Bengaluru, Jun 26: The National Restaurant Association of India (NRAI) on Thursday came up with a Standard Operating Procedure (SOP) for restaurants whereby among other physical distancing norms, it has suggested a 2-metre gap between tables.

Formulated in partnership with Releski, a Bengaluru based skill-tech company, the SoP suggests that in case of back-to-back seating, people sitting with their backs towards each other will have their seats divided by 'Plexiglass' divider raised up to 2 meters from the ground.

"In a typical restaurant, the improvised seating plan should have a minimum distance of 2 metres between tables. The distance of 2 metres (6 feet) between tables should measure from one edge of the table to the other table's edge," it said.

In case of loose or free seating such as in banquet style or food court style seating, a minimum 2 meters of distance should be maintained between tables.

The guidelines noted that, to encourage physical distancing, restaurants have to sacrifice their seating capacity, to promote health and safety, and also to gain trust from their patrons.

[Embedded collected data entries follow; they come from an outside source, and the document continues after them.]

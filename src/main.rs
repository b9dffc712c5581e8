use std::io::Read;
use std::path::PathBuf;
use std::process::ExitCode;

use anyhow::{Context, Result, bail};
use clap::Parser;
use tracing::{debug, info};
use tracing_subscriber::{layer::SubscriberExt, util::SubscriberInitExt};

use funcon::builder::read_term;
use funcon::catalog::Op;
use funcon::config::InterpreterConfig;
use funcon::interpreter::{Interpreter, Outcome};

#[derive(Parser, Debug)]
#[command(name = "funcon", about = "Run a funcon term to a value")]
struct Cli {
    /// File holding the initial term; standard input when omitted
    file: Option<PathBuf>,

    /// Initial term given inline instead of a file
    #[arg(short, long, conflicts_with = "file")]
    eval: Option<String>,

    /// A term for `read` to consume, may be repeated
    #[arg(short, long = "input")]
    inputs: Vec<String>,

    /// Maximum number of micro-steps
    #[arg(long, default_value_t = InterpreterConfig::DEFAULT_STEP_LIMIT)]
    step_limit: u64,

    /// Run without a step limit
    #[arg(long, conflicts_with = "step_limit")]
    unbounded: bool,

    /// Seed for non-deterministic choices
    #[arg(long)]
    seed: Option<u64>,

    /// Keep stepping terms that make no progress
    #[arg(long)]
    no_stall_detection: bool,

    /// Print every operator with its parameter kinds and exit
    #[arg(long)]
    list_operators: bool,
}

fn main() -> Result<ExitCode> {
    tracing_subscriber::registry()
        .with(
            tracing_subscriber::EnvFilter::try_from_default_env()
                .unwrap_or_else(|_| "funcon=warn".into()),
        )
        .with(tracing_subscriber::fmt::layer().with_writer(std::io::stderr))
        .init();

    let cli = Cli::parse();

    if cli.list_operators {
        for op in Op::ALL {
            let params: Vec<String> = op.params().iter().map(|p| p.to_string()).collect();
            println!("{} {}", op.name(), params.join(" "));
        }
        return Ok(ExitCode::SUCCESS);
    }

    let source = match (&cli.eval, &cli.file) {
        (Some(term), _) => term.clone(),
        (None, Some(path)) => std::fs::read_to_string(path)
            .with_context(|| format!("failed to read {}", path.display()))?,
        (None, None) => {
            let mut buffer = String::new();
            std::io::stdin()
                .read_to_string(&mut buffer)
                .context("failed to read standard input")?;
            buffer
        }
    };
    if source.trim().is_empty() {
        bail!("no term given");
    }

    let term = read_term(source.trim())?;
    let inputs = cli
        .inputs
        .iter()
        .map(|input| read_term(input))
        .collect::<Result<Vec<_>, _>>()?;
    debug!(%term, inputs = inputs.len(), "initial term");

    let mut config = InterpreterConfig::default()
        .with_step_limit((!cli.unbounded).then_some(cli.step_limit))
        .with_stall_detection(!cli.no_stall_detection);
    if let Some(seed) = cli.seed {
        config = config.with_choice_seed(seed);
    }

    let mut interpreter = Interpreter::new(config)?;
    let execution = interpreter.execute(term, inputs)?;
    info!(steps = interpreter.steps(), "done");

    for printed in &execution.standard_out {
        println!("{printed}");
    }

    match execution.outcome {
        Outcome::Value(value) => {
            println!("{value}");
            Ok(ExitCode::SUCCESS)
        }
        Outcome::Stuck { term, stuck } => {
            eprintln!("{stuck}");
            eprintln!("  in {term}");
            Ok(ExitCode::FAILURE)
        }
    }
}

"In order to perform this, divide your restaurants under different sectors. Pull out your restaurant's floor plan and colour code different sections red and yellow. Red sections are potential areas where maximum footfall or traffic is observed. Yellow sections are areas where the footfalls are average," it said.

All the red sections are encircled or bordered by placing barricades or Q manager and will open at specific points to access the yellow section and all the opening points will have hand sanitisers and sprays, and every guest who walks from red zones to yellow zones will sanitise himself/herself to reduce the chances of contamination.

For air conditioning, the guidelines of CPWD shall be followed which inter alia emphasises that the temperature setting of all air conditioning devices should be in the range of 24-30 degree Celsius, relative humidity should be in the range of 40- 65 per cent, intake of fresh air should be as much as possible and cross ventilation should be adequate, the guidelines suggested.

The industry body has also suggested appointment of a COVID-free Ambassador who would operate as the Chief Health Officer within the restaurant team, preferably from the management team in each shift.

The ambassador's would put the new daily work routines into practice, to monitor compliance with good practice and to lead the preventative measures, adapt to health & safety recommendations and requirements of the restaurant and oversee the implementation of the norms.

Anurag Katriar, President of NRAI and CEO & Executive Director of deGustibus Hospitality, said: "Every restaurant cutting across formats is facing the harsh reality of subdued to shut business volumes in the present and the uncertainty of business environment in the future. One thing is certain that hygiene and safety will be a key differentiator in the post-pandemic restaurant operations."